Gunung Agung mengalami erupsi dan melontarkan batu pijar yang berasal dari dalam kawah gunung. Letusan Gunung Agung terjadi sejak Senin Selasa 2 Juli 2018 hingga Rabu pagi 4 Juli 2018. Erupsi tersebut bersifat eksplosif dan magma yang keluar lebih cair dibandingkan dengan letusan yang terjadi pada tahun lalu.
Strombilian sendiri merupakan semburan dari lava pijar magma yang dangkal. Semburan tersebut pada umumnya berasal dari gunung berapi yang masih aktif yang berlokasi di tepi maupun di tengah benua.
Hingga kini erupsi dari Gunung Agung hanya dianggap sebagai bencana bagi masyarakat Bali, khusunya di sektor pariwisata. Seperti yang kita ketahui bahwa sektor pariwisata merupakan tulang punggung perekonomian di Bali.
Padahal jika melihat lebih luas, erupsi Gunung Agung memiliki nilai-nilai positif yang dapat diambil. Hal ini yang kemudian membuat Sanggar Seni Semara Wijaya membuat tembang girang dengan judul “Labuh Sekar Ing Tohlangkir”.

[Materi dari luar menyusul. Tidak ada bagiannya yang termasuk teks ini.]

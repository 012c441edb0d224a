use sea_orm_migration::prelude::*;

#[derive(DeriveMigrationName)]
pub struct Migration;

#[derive(DeriveIden)]
enum Transactions {
    Table,
    Id,
    InvoiceId,
    AmountPaid,
    PaymentMethod,
    PaymentGatewayReference,
    TransactionDate,
    ReleasedAt,
}

#[derive(DeriveIden)]
enum Payouts {
    Table,
    Id,
    TransactionId,
    PayeeId,
    PayeeType,
    Amount,
    Status,
    ReleasedAt,
    TransferProofUrl,
    FailureReason,
    ProcessedBy,
    ProcessedAt,
    CreatedAt,
}

#[derive(DeriveIden)]
enum PlatformProfits {
    Table,
    Id,
    TransactionId,
    Source,
    Amount,
    CreatedAt,
}

#[derive(DeriveIden)]
enum Invoices {
    Table,
    Id,
}

#[derive(DeriveIden)]
enum Users {
    Table,
    Id,
}

#[async_trait::async_trait]
impl MigrationTrait for Migration {
    async fn up(&self, manager: &SchemaManager) -> Result<(), DbErr> {
        manager
            .create_table(
                Table::create()
                    .table(Transactions::Table)
                    .if_not_exists()
                    .col(ColumnDef::new(Transactions::Id).uuid().not_null().primary_key())
                    .col(
                        ColumnDef::new(Transactions::InvoiceId)
                            .uuid()
                            .not_null()
                            .unique_key(),
                    )
                    .col(ColumnDef::new(Transactions::AmountPaid).big_integer().not_null())
                    .col(ColumnDef::new(Transactions::PaymentMethod).string().not_null())
                    .col(
                        ColumnDef::new(Transactions::PaymentGatewayReference)
                            .string()
                            .not_null(),
                    )
                    .col(
                        ColumnDef::new(Transactions::TransactionDate)
                            .timestamp_with_time_zone()
                            .not_null(),
                    )
                    .col(
                        ColumnDef::new(Transactions::ReleasedAt)
                            .timestamp_with_time_zone()
                            .null(),
                    )
                    .foreign_key(
                        ForeignKey::create()
                            .name("fk_transactions_invoice_id")
                            .from(Transactions::Table, Transactions::InvoiceId)
                            .to(Invoices::Table, Invoices::Id)
                            .on_delete(ForeignKeyAction::Restrict)
                            .on_update(ForeignKeyAction::Cascade),
                    )
                    .to_owned(),
            )
            .await?;

        manager
            .create_table(
                Table::create()
                    .table(Payouts::Table)
                    .if_not_exists()
                    .col(ColumnDef::new(Payouts::Id).uuid().not_null().primary_key())
                    .col(ColumnDef::new(Payouts::TransactionId).uuid().not_null())
                    .col(ColumnDef::new(Payouts::PayeeId).uuid().not_null())
                    .col(ColumnDef::new(Payouts::PayeeType).string().not_null())
                    .col(ColumnDef::new(Payouts::Amount).big_integer().not_null())
                    .col(ColumnDef::new(Payouts::Status).string().not_null())
                    .col(
                        ColumnDef::new(Payouts::ReleasedAt)
                            .timestamp_with_time_zone()
                            .not_null(),
                    )
                    .col(ColumnDef::new(Payouts::TransferProofUrl).string().null())
                    .col(ColumnDef::new(Payouts::FailureReason).text().null())
                    .col(ColumnDef::new(Payouts::ProcessedBy).uuid().null())
                    .col(
                        ColumnDef::new(Payouts::ProcessedAt)
                            .timestamp_with_time_zone()
                            .null(),
                    )
                    .col(
                        ColumnDef::new(Payouts::CreatedAt)
                            .timestamp_with_time_zone()
                            .not_null(),
                    )
                    .foreign_key(
                        ForeignKey::create()
                            .name("fk_payouts_transaction_id")
                            .from(Payouts::Table, Payouts::TransactionId)
                            .to(Transactions::Table, Transactions::Id)
                            .on_delete(ForeignKeyAction::Restrict)
                            .on_update(ForeignKeyAction::Cascade),
                    )
                    .foreign_key(
                        ForeignKey::create()
                            .name("fk_payouts_payee_id")
                            .from(Payouts::Table, Payouts::PayeeId)
                            .to(Users::Table, Users::Id)
                            .on_delete(ForeignKeyAction::Restrict)
                            .on_update(ForeignKeyAction::Cascade),
                    )
                    .to_owned(),
            )
            .await?;

        manager
            .create_table(
                Table::create()
                    .table(PlatformProfits::Table)
                    .if_not_exists()
                    .col(
                        ColumnDef::new(PlatformProfits::Id)
                            .uuid()
                            .not_null()
                            .primary_key(),
                    )
                    .col(ColumnDef::new(PlatformProfits::TransactionId).uuid().not_null())
                    .col(ColumnDef::new(PlatformProfits::Source).string().not_null())
                    .col(ColumnDef::new(PlatformProfits::Amount).big_integer().not_null())
                    .col(
                        ColumnDef::new(PlatformProfits::CreatedAt)
                            .timestamp_with_time_zone()
                            .not_null(),
                    )
                    .foreign_key(
                        ForeignKey::create()
                            .name("fk_platform_profits_transaction_id")
                            .from(PlatformProfits::Table, PlatformProfits::TransactionId)
                            .to(Transactions::Table, Transactions::Id)
                            .on_delete(ForeignKeyAction::Restrict)
                            .on_update(ForeignKeyAction::Cascade),
                    )
                    .to_owned(),
            )
            .await?;

        Ok(())
    }

    async fn down(&self, manager: &SchemaManager) -> Result<(), DbErr> {
        manager
            .drop_table(Table::drop().table(PlatformProfits::Table).to_owned())
            .await?;
        manager
            .drop_table(Table::drop().table(Payouts::Table).to_owned())
            .await?;
        manager
            .drop_table(Table::drop().table(Transactions::Table).to_owned())
            .await
    }
}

Tembang tersebut mengingatkan masyarakat untuk tidak hanya melihat sisi negatif saja dari letusan Gunung Agung. Beberapa dampak positif yang didapat adalah tanah di sekitar Gunung Agung menjadi lebih subur. Selain itu, dengan kondisi masyarakat di pengungsian maka dapat menikat lebih erat tali persaudaraan.
Tembang Lubuh Sekar Ing Tohlangkir terinspirasi dari erupsi Gunung Agung di tahun 2017 lalu. Saat itu masyarakat yang beradad di Karangasem mengungsi. Dari situlah kemudian dijadikan latar percakapan dalam tembang girang. Percakapan tersebut membahas dampak dari letusan Gunung Agung dan dilakukan oleh sekumpulan remaja yang ada dipengungsian.
Selain itu, material dari erupsi Gunung Agung juga nantinya akan dinikmati oleh anak cucu di masa datang. Tembang tersebut juga berisi ajakan untuk membangkitkan semangat dari para pengungsi agar tidak terlalu bersedih dan harus sabar untuk menjalani hidup.